It has launched me on a German voyage of Indology - not an indologist myself - but translator of eminent Indological authors such as Prof. Dr. Ludwig Alsdorf, and Prof. Dr. Colette Caillat, (I translated from French her Le Jinisme, published as Jainism (Macmillan) which brings me to this Tuebingen Seminar! I read Albert Schweitzer’s My Life and Thought and was much impressed by his book Indian Thought and Its Development, and particularly his observation on the pioneering role of Jain ahimsa in human history.

I am proud to state that my translation of Dr. Ludwig Alsdorf’s German Beitraege zur Geschichte von Vegetarismus und Rinderverehrung in Indien (History of Vegetarianism and Cow Veneration In India) will be published (Routledge, London) in Feb. 2010 edited by Prof. Dr. Willem Bollée.

Dr. Schweitzer speaks in glowing terms of the principle of Ahimsa non-violence as laid down by Jainism: “The laying down of the commandment not to kill and not to damage is one of the greatest events in the spiritual history of mankind. Starting from its principle, founded on world and life denial of abstention from action, ancient Indian thought and this is a period when in other respects ethics have not progressed very far reaches the tremendous discovery that ethics know no bounds. So far as we know this is for the first time clearly expressed by Jainism.”

The principle of ahimsa (non-violence) and the prescription of strict vegetarianism are the prime and unique characteristics of Jain religion and ethics. That the concept of ahimsa was foreign to Vedic culture is shown by the eminent Indologist Prof. W. Norman Brown in his Tagore Memorial Lectures, 1964-65, Man in the Universe:

"Though the Upanishads contain the first literary reference to the idea of rebirth and to the notion that one's action-karma determines the conditions of one's future existences, and though they arrive at the point of recognising that rebirth may occur not only in animal form but also in animal bodies, they tell us nothing about the precept of ahimsa. Yet that precept is later associated with the belief that a soul in its wandering may inhabit both kinds of forms. Ancient Brahmanical literature is conspicuously silent about ahimsa. The early Vedic texts do not even record the noun ahimsa nor know the ethical meaning which the noun later designated… Nor is an explanation of ahimsa deducible from other parts of Vedic literature. The ethical concept which it emdodies was entirely foreign to the thinking of the early Vedic Aryans, who recognised no kinship between human and animal creation, but rather ate meat and offered animals the sacrifice to the gods." (pp.53-54)

Therefore Prof. Brown concludes: "The double doctrine of ahimsa and vegetarianism has never had full and unchallenged acceptance and practice among Hindus, and should not be considered to have arisen in Brahmanical circles. It seems more probable that it originated in non-Brahmanical environment, and was promoted in historic India by the Jains and adopted by Brahmanic Hinduism."

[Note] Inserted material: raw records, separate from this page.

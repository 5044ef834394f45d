//! Deterministic random layouts for property and determinism tests.

use forage_core::{Agent, Food, Position};
use rand::seq::SliceRandom;
use rand::{Rng, SeedableRng};
use rand_chacha::ChaCha8Rng;

/// A non-overlapping agent/food layout on a `rows x cols` map.
#[derive(Clone, Debug)]
pub struct Layout {
    pub rows: u32,
    pub cols: u32,
    pub agents: Vec<Agent>,
    pub foods: Vec<Food>,
}

/// Place up to `n_agents` agents and `n_foods` food items on distinct cells.
///
/// Levels are drawn from `1..=max_level`. When the map has fewer cells than
/// requested entities, agents are placed first and food gets what is left.
/// The same seed always yields the same layout.
pub fn random_layout(
    seed: u64,
    rows: u32,
    cols: u32,
    n_agents: usize,
    n_foods: usize,
    max_level: i32,
) -> Layout {
    let mut rng = ChaCha8Rng::seed_from_u64(seed);
    let mut cells: Vec<Position> = (0..rows as i32)
        .flat_map(|r| (0..cols as i32).map(move |c| Position::new(r, c)))
        .collect();
    cells.shuffle(&mut rng);

    let max_level = max_level.max(1);
    let n_agents = n_agents.min(cells.len());
    let n_foods = n_foods.min(cells.len() - n_agents);

    let agents = cells[..n_agents]
        .iter()
        .enumerate()
        .map(|(i, &p)| Agent::new(i as u32, rng.random_range(1..=max_level), p))
        .collect::<Vec<_>>();
    let foods = cells[n_agents..n_agents + n_foods]
        .iter()
        .map(|&p| Food::new(rng.random_range(1..=max_level), p))
        .collect();

    Layout {
        rows,
        cols,
        agents,
        foods,
    }
}

/// A seeded permutation of `0..n`.
pub fn shuffled_order(seed: u64, n: usize) -> Vec<usize> {
    let mut rng = ChaCha8Rng::seed_from_u64(seed);
    let mut order: Vec<usize> = (0..n).collect();
    order.shuffle(&mut rng);
    order
}
//! Orthogonal adjacency.
//!
//! Two cells are adjacent when they are exactly one step apart along
//! exactly one axis (Manhattan distance 1). Diagonal neighbours and a cell
//! paired with itself are not adjacent.

use crate::shape::GridShape;
use forage_core::{Entity, Position};
use smallvec::SmallVec;

/// Whether `a` and `b` occupy orthogonally adjacent cells.
///
/// # Examples
///
/// ```
/// use forage_core::Food;
/// use forage_space::is_adjacent;
///
/// let a = Food::new(1, (1, 1));
/// assert!(is_adjacent(&a, &Food::new(1, (1, 2))));
/// assert!(!is_adjacent(&a, &Food::new(1, (2, 2))));
/// assert!(!is_adjacent(&a, &a));
/// ```
pub fn is_adjacent<A: Entity + ?Sized, B: Entity + ?Sized>(a: &A, b: &B) -> bool {
    a.position().manhattan(b.position()) == 1
}

/// Batched [`is_adjacent`]: one flag per entity in `entities`, in order,
/// telling whether it is adjacent to `target`.
pub fn adjacency_mask<E: Entity, T: Entity + ?Sized>(entities: &[E], target: &T) -> Vec<bool> {
    entities.iter().map(|e| is_adjacent(e, target)).collect()
}

/// In-bounds orthogonal neighbours of `pos`, in up, down, left, right order.
pub fn adjacent_cells(pos: Position, shape: GridShape) -> SmallVec<[Position; 4]> {
    pos.neighbours()
        .into_iter()
        .filter(|&p| shape.contains(p))
        .collect()
}
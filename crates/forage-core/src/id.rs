//! Strongly-typed identifiers.

use std::fmt;

/// Identifies an agent within an episode.
///
/// Assigned at reset and never reused. The kernel uses the id, not the
/// slot index, to decide whether two agent records describe the same agent.
#[derive(Clone, Copy, Debug, PartialEq, Eq, Hash, PartialOrd, Ord)]
pub struct AgentId(pub u32);

impl fmt::Display for AgentId {
    fn fmt(&self, f: &mut fmt::Formatter<'_>) -> fmt::Result {
        write!(f, "{}", self.0)
    }
}

impl From<u32> for AgentId {
    fn from(v: u32) -> Self {
        Self(v)
    }
}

I propose to discuss Jain minority issue as it has evolved in the last hundred years. The remarkable thing about the Jain minority issue is that it was duly noted by the contemporary British rulers as far back as in 1909. Even more significantly the Census of India has been counting the Jains as a separate religious community right from the first census in 1873. With the dawn of the Indian freedom the Jain community did present its claim for minority status to the Constituent Assembly during the formation of the Indian Constitution.

It would be also most relevant to refer here to the two one anna coins minted during the East India Company regime in 1818 depicting Bhagwan Mahavira and Bhagvan Parsvanatha.


Then I would like to refer to the Imperial Gazeteer showing the British Indian Empire map in 1909 in which prevailing religions are shown as Buddhists, Sikhs and Jains. This I think as a most remarkable acknowledgment by the British India of Jainism as a distinct religious entity in India.


Yet the Jain leaders continued their efforts and made several representations to the non-statutory National Commission for Minorities for their designation as a national minority. Later with the enactment of National Commission for Minorities Act in 1992 Muslims, Christians, Sikhs, Buddhists and Zoroastrians (Parsis) were notified as minorities omitting inexplicably the Jains. But due to their persistent representations finally the NCM recommended for the inclusion of the Jain community but it was not notified thus by the Government.

The entire constitutional, legal and political process of the recognition of the Jain minority status is rendered confusion worse confounded by the interpretative ‘Hindutva’ parameters whether, political, religious and judicial-particularly as evidenced in the latest Supreme Court judgement in my Petition (Bal Patil & anr Vs. Union of India) which has in its obiter dicta stated that the “Hinduism is the common faith of India” and “Jainism is a special religion”.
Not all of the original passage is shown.